You can encourage players to help fill in scene themselves, if you like. See if anyone wants to check out the area before settling in, and invite them to describe what they would like to find—within reason. Unexpected chests of gold hidden under leaves are probably out of the question (depending on what your campaign is like), but if the druid would like to turn up some edible mushrooms, or the ranger wants to hunt some small game, or the rogue would like to climb a tree and find a comfortable perch in the branches, those can be good things to add to the scene.

A simple but useful way to both build the scene and encourage some role-play is to ask every player: “Your character finds something at this campsite, something perfectly ordinary and normal to find in this environment, but that makes them happy. What do you find?”

Prompt some action

You don’t have to gloss over the business of setting up camp. Ask each player what they’re doing to help make camp for the night. Or maybe prompt them by asking: “Who’s going to make the campfire? Who’s making dinner, and what are you making? Who’s setting up the tents? Who’s fetching water? Who’s taking care of the horses? Everyone tell us how your task goes.”

It can be good to tie the small actions of making camp to the bigger actions of the adventures before. Was there a big fight? Maybe the barbarian is really starting to stink of old sweat and needs a wash. Did the wizard cast a big spell? Maybe channeling all that magical energy was rough on their robes and they need to do a little patching. Was there a lot of riding, hiking, or climbing? Everyone’s sore, someone is getting blisters on their feet or has cuts on their hands from scrambling over rocks—not the sort of thing that costs hit point or needs proper healing, but something to take care of once there’s a chance to sit down.

Ask some backstory questions

The downtime between adventuring days is a good opportunity to give everybody a chance to reflect on their character’s personality and backstory. You can help this along with a few leading questions, like:

  • “As you chew on your trail rations, you daydream about the best meal you ever had. What does your character wish they were eating right now?”
  • “You’ve settled in, and you’ve got time to kill. What’s a funny story your character could tell the group that they haven’t shared before?”
  • “What do you do to entertain yourselves and each other while waiting for sleep?”
  • “Darkness is falling, and you know you need sleep to face the dangers ahead, but what’s keeping your character awake? What are you afraid of or worrying about?”
  • “You fall asleep dreaming about what you’re going to do with your share of the treasure once this quest is over. What comes into your minds?”

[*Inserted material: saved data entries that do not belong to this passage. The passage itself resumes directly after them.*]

//! Settings loading with deep merge and environment variable overrides.
//!
//! Loading flow:
//! 1. Start with compiled [`ChannelSettings::default()`]
//! 2. If `~/.tether/settings.json` exists, deep-merge user values over defaults
//! 3. Apply environment variable overrides (highest priority)
//!
//! Deep merge rules:
//! - Objects are merged recursively (source overrides target per-key)
//! - Arrays and primitives are replaced entirely by source
//! - Null values in source are skipped (preserving target)

use std::path::{Path, PathBuf};

use serde_json::Value;
use tracing::debug;

use crate::errors::{Result, SettingsError};
use crate::types::ChannelSettings;

/// Resolve the path to the settings file (`~/.tether/settings.json`).
pub fn settings_path() -> PathBuf {
    let home = std::env::var("HOME").unwrap_or_else(|_| "/tmp".to_string());
    PathBuf::from(home).join(".tether").join("settings.json")
}

/// Load settings from the default path with env var overrides.
pub fn load_settings() -> Result<ChannelSettings> {
    load_settings_from_path(&settings_path())
}

/// Load settings from a specific path with env var overrides.
///
/// A missing file yields defaults; invalid JSON or an unusable URL is an error.
pub fn load_settings_from_path(path: &Path) -> Result<ChannelSettings> {
    let defaults = serde_json::to_value(ChannelSettings::default())?;

    let merged = if path.exists() {
        debug!(?path, "loading settings from file");
        let content = std::fs::read_to_string(path)?;
        let user: Value = serde_json::from_str(&content)?;
        deep_merge(defaults, user)
    } else {
        debug!(?path, "settings file not found, using defaults");
        defaults
    };

    let mut settings: ChannelSettings = serde_json::from_value(merged)?;
    apply_env_overrides(&mut settings);
    validate(&settings)?;
    Ok(settings)
}

/// Recursive deep merge of two JSON values.
pub fn deep_merge(target: Value, source: Value) -> Value {
    match (target, source) {
        (Value::Object(mut target_map), Value::Object(source_map)) => {
            for (key, source_val) in source_map {
                if source_val.is_null() {
                    continue;
                }
                let merged = if let Some(target_val) = target_map.remove(&key) {
                    deep_merge(target_val, source_val)
                } else {
                    source_val
                };
                let _ = target_map.insert(key, merged);
            }
            Value::Object(target_map)
        }
        (_, source) => source,
    }
}

/// Apply `TETHER_*` environment variable overrides.
///
/// Integers must parse and fall within range; invalid values are ignored
/// with a warning and the file/default value is kept.
pub fn apply_env_overrides(settings: &mut ChannelSettings) {
    if let Some(v) = read_env_string("TETHER_URL") {
        settings.url = v;
    }
    if let Some(v) = read_env_string("TETHER_LOG_LEVEL") {
        settings.log_level = v;
    }
    if let Some(v) = read_env_u64("TETHER_RECONNECT_ATTEMPTS", 0, 100) {
        settings.reconnect.max_attempts = v as u32;
    }
    if let Some(v) = read_env_u64("TETHER_RECONNECT_DELAY_MS", 10, 600_000) {
        settings.reconnect.base_delay_ms = v;
    }
    if let Some(v) = read_env_u64("TETHER_HANDLER_TIMEOUT_MS", 100, 3_600_000) {
        settings.handler_timeout_ms = v;
    }
    if let Some(v) = read_env_u64("TETHER_CALL_TIMEOUT_MS", 100, 3_600_000) {
        settings.default_call_timeout_ms = v;
    }
}

fn validate(settings: &ChannelSettings) -> Result<()> {
    if !(settings.url.starts_with("ws://") || settings.url.starts_with("wss://")) {
        return Err(SettingsError::InvalidValue(format!(
            "url must be a ws:// or wss:// endpoint, got '{}'",
            settings.url
        )));
    }
    if settings.outbound_queue == 0 {
        return Err(SettingsError::InvalidValue(
            "outboundQueue must be at least 1".into(),
        ));
    }
    Ok(())
}

// ── Pure parsing functions (testable without env vars) ──────────────────────

/// Parse a string as a `u64` within a range.
pub fn parse_u64_range(val: &str, min: u64, max: u64) -> Option<u64> {
    let n: u64 = val.parse().ok()?;
    (n >= min && n <= max).then_some(n)
}

// ── Env var readers (thin wrappers) ─────────────────────────────────────────

fn read_env_string(name: &str) -> Option<String> {
    std::env::var(name).ok().filter(|v| !v.is_empty())
}

fn read_env_u64(name: &str, min: u64, max: u64) -> Option<u64> {
    let val = std::env::var(name).ok()?;
    let result = parse_u64_range(&val, min, max);
    if result.is_none() {
        tracing::warn!(key = name, value = %val, "invalid u64 env var, ignoring");
    }
    result
}

// ─────────────────────────────────────────────────────────────────────────────
// Tests
// ─────────────────────────────────────────────────────────────────────────────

Add some complications or events

Even if no big threats are coming the party’s way tonight, little things can still go wrong. You can throw one or two minor annoyances at the party and see how they react. Try something like:

  • The ground is wet from rain and it’s hard to get a fire going.
  • The underbrush is dry and parched, and your fire gets out of control and starts to burn some nearby bushes.
  • The water available nearby is mucky and foul-smelling. It’s safe to drink and wash with, but not pleasant.
  • A small critter is attracted by the smell of your food and tries to get into one character’s pack.
  • A large browsing herbivore comes wandering through your camp in the night, doing no harm but knocking over tents and scattering campfire ashes.
  • A pack of local carnivores goes rushing by in the night chasing some prey. One of them stops and sniffs around the camp, but doesn’t attack.
  • A thunderstorm develops in the night and drenches the party in cold rain.

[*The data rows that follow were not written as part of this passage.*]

//! Reconnection policy and backoff calculation.
//!
//! The connection supervisor in `tether-client` owns the async retry loop;
//! this module holds the portable pieces:
//!
//! - [`ReconnectPolicy`]: attempt bound, delays, and strategy
//! - [`BackoffStrategy`]: fixed interval or capped exponential
//! - [`calculate_backoff_delay`]: delay before the n-th retry

use std::time::Duration;

use serde::{Deserialize, Serialize};

// ─────────────────────────────────────────────────────────────────────────────
// Configuration
// ─────────────────────────────────────────────────────────────────────────────

/// Default maximum reconnection attempts.
pub const DEFAULT_MAX_ATTEMPTS: u32 = 5;
/// Default delay between attempts in milliseconds.
pub const DEFAULT_BASE_DELAY_MS: u64 = 1000;
/// Default cap on the delay in milliseconds.
pub const DEFAULT_MAX_DELAY_MS: u64 = 30_000;

/// How the delay grows between attempts.
#[derive(Clone, Copy, Debug, Default, PartialEq, Eq, Serialize, Deserialize)]
#[serde(rename_all = "lowercase")]
pub enum BackoffStrategy {
    /// Same delay before every attempt.
    #[default]
    Fixed,
    /// `base * 2^attempt`, capped at `max_delay_ms`.
    Exponential,
}

/// Bounded reconnection policy.
#[derive(Clone, Debug, PartialEq, Eq, Serialize, Deserialize)]
#[serde(rename_all = "camelCase")]
pub struct ReconnectPolicy {
    /// Attempts allowed after the first failure before giving up (default: 5).
    #[serde(default = "default_max_attempts")]
    pub max_attempts: u32,
    /// Base delay in ms (default: 1000).
    #[serde(default = "default_base_delay_ms")]
    pub base_delay_ms: u64,
    /// Delay cap in ms (default: 30000).
    #[serde(default = "default_max_delay_ms")]
    pub max_delay_ms: u64,
    /// Delay growth strategy (default: fixed).
    #[serde(default)]
    pub strategy: BackoffStrategy,
}

fn default_max_attempts() -> u32 {
    DEFAULT_MAX_ATTEMPTS
}
fn default_base_delay_ms() -> u64 {
    DEFAULT_BASE_DELAY_MS
}
fn default_max_delay_ms() -> u64 {
    DEFAULT_MAX_DELAY_MS
}

impl Default for ReconnectPolicy {
    fn default() -> Self {
        Self {
            max_attempts: DEFAULT_MAX_ATTEMPTS,
            base_delay_ms: DEFAULT_BASE_DELAY_MS,
            max_delay_ms: DEFAULT_MAX_DELAY_MS,
            strategy: BackoffStrategy::Fixed,
        }
    }
}

impl ReconnectPolicy {
    /// Whether another attempt is allowed after `failed_attempts` failures.
    pub fn should_retry(&self, failed_attempts: u32) -> bool {
        failed_attempts <= self.max_attempts
    }

    /// Delay to wait before retrying after `failed_attempts` failures (1-based).
    pub fn delay_for(&self, failed_attempts: u32) -> Duration {
        let attempt = failed_attempts.saturating_sub(1);
        let ms = match self.strategy {
            BackoffStrategy::Fixed => self.base_delay_ms.min(self.max_delay_ms),
            BackoffStrategy::Exponential => {
                calculate_backoff_delay(attempt, self.base_delay_ms, self.max_delay_ms)
            }
        };
        Duration::from_millis(ms)
    }
}

// ─────────────────────────────────────────────────────────────────────────────
// Backoff calculation
// ─────────────────────────────────────────────────────────────────────────────

/// Calculate capped exponential backoff.
///
/// Formula: `min(max_delay, base_delay * 2^attempt)`, where `attempt` is the
/// zero-based retry index.
#[must_use]
pub fn calculate_backoff_delay(attempt: u32, base_delay_ms: u64, max_delay_ms: u64) -> u64 {
    let exponential = base_delay_ms.saturating_mul(1u64 << attempt.min(31));
    exponential.min(max_delay_ms)
}

// ─────────────────────────────────────────────────────────────────────────────
// Tests
// ─────────────────────────────────────────────────────────────────────────────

On the other hand, characters can have interesting reactions to things that are good or neutral. Maybe give them something nice to respond to, like:

  • Even a cursory search around the campsite turns up enough wholesome mushrooms, sweet berries, edible roots, and other wild foods to make a tasty and filling meal for everyone.
  • A curious local critter comes upon your camp and investigates with some amusing but harmless antics like sniffing everyone’s food or hopping up on one character’s shoulder.
  • Strains of haunting music echo faintly through the wilderness. If the party goes looking for the source, it disappears.
  • Ribbons of beautiful aurora light dance in the starlit sky.
  • A thunderstorm passes by the night nearby but not over the party. Peals of thunder shake the air and flashes of light illuminate the night, but no harm comes to the encamped characters.
  • An ethereal spirit appears out of the darkness and comes to the edge of the firelight. After observing the party for a moment, it makes a simple gesture of blessing and vanishes.

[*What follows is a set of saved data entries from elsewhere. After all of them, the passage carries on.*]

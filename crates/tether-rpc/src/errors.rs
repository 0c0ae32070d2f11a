//! RPC error codes and the error type returned by method handlers.

use serde_json::{Value, json};

use crate::types::RpcErrorObject;

// ── Error code constants ────────────────────────────────────────────

/// Invalid JSON was received.
pub const PARSE_ERROR: i64 = -32700;
/// The JSON sent is not a valid request object.
pub const INVALID_REQUEST: i64 = -32600;
/// No handler is registered for the method.
pub const METHOD_NOT_FOUND: i64 = -32601;
/// Invalid method parameters.
pub const INVALID_PARAMS: i64 = -32602;
/// The handler failed.
pub const INTERNAL_ERROR: i64 = -32603;

/// Error returned by a method handler.
#[derive(Debug, thiserror::Error)]
pub enum HandlerError {
    /// Params missing or of the wrong shape.
    #[error("{message}")]
    InvalidParams {
        /// Description of what is wrong.
        message: String,
    },

    /// The handler failed while doing its work.
    #[error("{message}")]
    Internal {
        /// Description.
        message: String,
        /// Optional structured detail (e.g. error source chain).
        data: Option<Value>,
    },

    /// Application-defined error code.
    #[error("{message}")]
    Custom {
        /// Numeric code.
        code: i64,
        /// Human-readable message.
        message: String,
        /// Optional structured detail.
        data: Option<Value>,
    },
}

impl HandlerError {
    /// Internal error without detail.
    pub fn internal(message: impl Into<String>) -> Self {
        Self::Internal {
            message: message.into(),
            data: None,
        }
    }

    /// Invalid-params error.
    pub fn invalid_params(message: impl Into<String>) -> Self {
        Self::InvalidParams {
            message: message.into(),
        }
    }

    /// Internal error built from any error, recording its source chain as detail.
    pub fn from_error(err: &(dyn std::error::Error + 'static)) -> Self {
        let mut causes = Vec::new();
        let mut source = err.source();
        while let Some(cause) = source {
            causes.push(cause.to_string());
            source = cause.source();
        }
        Self::Internal {
            message: err.to_string(),
            data: (!causes.is_empty()).then(|| json!({ "causes": causes })),
        }
    }

    /// Numeric code for this variant.
    pub fn code(&self) -> i64 {
        match self {
            Self::InvalidParams { .. } => INVALID_PARAMS,
            Self::Internal { .. } => INTERNAL_ERROR,
            Self::Custom { code, .. } => *code,
        }
    }

    /// Convert to the wire-format error object.
    pub fn to_error_object(&self) -> RpcErrorObject {
        RpcErrorObject {
            code: self.code(),
            message: self.to_string(),
            data: match self {
                Self::InvalidParams { .. } => None,
                Self::Internal { data, .. } | Self::Custom { data, .. } => data.clone(),
            },
        }
    }
}
use axum::response::{IntoResponse, Response};
use http::StatusCode;

/// Why a request could not be authenticated from its login cookie.
///
/// `Display` is the message shown to the user.
#[derive(Debug, Clone, PartialEq, Eq, thiserror::Error)]
pub enum LoginError {
    /// No login cookie was sent.
    #[error("No login information found, please log in")]
    Unauthenticated,

    /// The cookie is not a token this crate issued.
    #[error("Login information failed validation, please log in")]
    InvalidToken,

    /// The token decoded but carried no record.
    #[error("Login information is unreadable, please log in again")]
    CorruptToken,

    #[error("Login has expired, please log in again")]
    Expired,

    #[error("User could not be found, please log in again")]
    UserNotFound,

    #[error("User is disabled, please contact an administrator")]
    UserDisabled,

    /// The directory's username no longer matches the one in the token.
    #[error("Username does not match our records, please log in again")]
    IdentityMismatch,

    /// An internal fault while handling the login cookie.
    #[error("{0}")]
    Session(String),
}

impl LoginError {
    pub(crate) fn internal() -> Self {
        Self::Session("Error while processing login information, please log in again".into())
    }

    pub fn status_code(&self) -> StatusCode {
        match self {
            Self::Unauthenticated
            | Self::InvalidToken
            | Self::CorruptToken
            | Self::Expired
            | Self::UserNotFound
            | Self::IdentityMismatch => StatusCode::UNAUTHORIZED,
            Self::UserDisabled => StatusCode::FORBIDDEN,
            Self::Session(_) => StatusCode::INTERNAL_SERVER_ERROR,
        }
    }
}

impl IntoResponse for LoginError {
    fn into_response(self) -> Response {
        (self.status_code(), self.to_string()).into_response()
    }
}
//! Cookie-carried login tokens for `tower` and `axum`.
//!
//! A login token is a [`SessionRecord`] (user id, username, ip, mac, last login time)
//! encoded into a cookie value. Every request presenting the cookie is checked for expiry,
//! looked up in a [`UserDirectory`], cross-checked against the directory's username, and on
//! success reissued with a fresh timestamp. No server-side session store is involved.
//!
//! [`LoginCookieLayer`] runs that pipeline in front of a service and inserts a
//! [`LoginSession`] into request extensions. [`SessionValidator`] and the [`format`] module
//! can also be used on their own.
//!
//! # Security
//! The token format is **not** tamper resistant. It is reversible obfuscation with fixed
//! markers: anyone who knows the format can decode a token and forge one for any user id and
//! username. The username cross-check and the ip/mac anomaly logging do not prevent this.
//! Deploy it only where that is acceptable, or wrap the cookie with a signing
//! [`CookieController`].

mod address;
mod config;
mod controller;
mod directory;
mod error;
pub mod format;
pub mod layer;
mod record;
mod session;
mod validator;

pub use tower_cookies::cookie::SameSite;

pub use crate::address::{
    MacResolver, MacResolverFn, RequestContext, UnresolvedMac, normalize_mac, remote_ip,
};
pub use crate::config::{
    ConfigError, DEFAULT_COOKIE_NAME, DEFAULT_MAIL_COOKIE_NAME, DEFAULT_TTL_SECONDS,
    DEFAULT_USERNAME_COOKIE_NAME, LoginCookieConfig, NAME_ENV_VAR, TTL_ENV_VAR,
};
pub use crate::controller::{CookieController, PlaintextCookie};
pub use crate::directory::{BoxError, InMemoryDirectory, Principal, Status, UserDirectory};
pub use crate::error::LoginError;
pub use crate::layer::LoginCookieLayer;
pub use crate::record::{SessionRecord, UserId};
pub use crate::session::{CurrentUser, LoginSession};
pub use crate::validator::{Anomaly, Authenticated, SessionValidator};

You can set these events in motion as soon as the party makes camp, or you can let them play out over the course of the night. A couple of touches like this can help make even an ordinary night in camp memorable.

You may not want to role-play every nighttime camp in as much detail as this. It’s a bit of interstitial downtime to give players a chance to flesh out their characters in between battles and quests, but it can get tiring if you do it all the time.

Also, if you have a particularly threat-wary party (or if you have a habit of interrupting their downtime with danger), it might be a good idea to let everyone know up front that this is a role-playing opportunity, and it’s safe to let their guard down a bit. Otherwise everyone might just spend their time role-playing being very on edge and waiting for the next fight.

Enjoy your next camping scene!

Image: Campfire in NB by Martin Cathrae on Flickr (CC BY-SA 2.0)

Official Trailer for Renegade Nell

A new(ish) series on Disney+ caught my eye: Renegade Nell. Here’s an official trailer:

Renegade Nell | Official Trailer | Disney+ by Disney Plus on YouTube

Looks at least borderline interesting; even if 18th-century England or outlaws aren’t really my cup of tea, stories of women with unusual lives can be intriguing. Here there is also a hint of magic in the shape of a spirit called Billy (Billy? really, though?!?) that seems to grant Nell her extraordinary powers.

Other than the trailer, so far I’ve only the Frock Flicks post on the series to judge by. Have you seen Renegade Nell? What did you think—is it worth seeing?

First Trailer for Thunderbolts*, Plus Thoughts

Thunderbolts* has now the honor of the most recent movie trailer release within the Marvel Cinematic Universe:

Marvel Studios’ Thunderbolts* | Teaser Trailer | Only In Theaters May 2025 by Marvel Entertainment on YouTube

(I guess the asterisk is a thing? At least it is appended to the name not just on YouTube but also in IMDB.)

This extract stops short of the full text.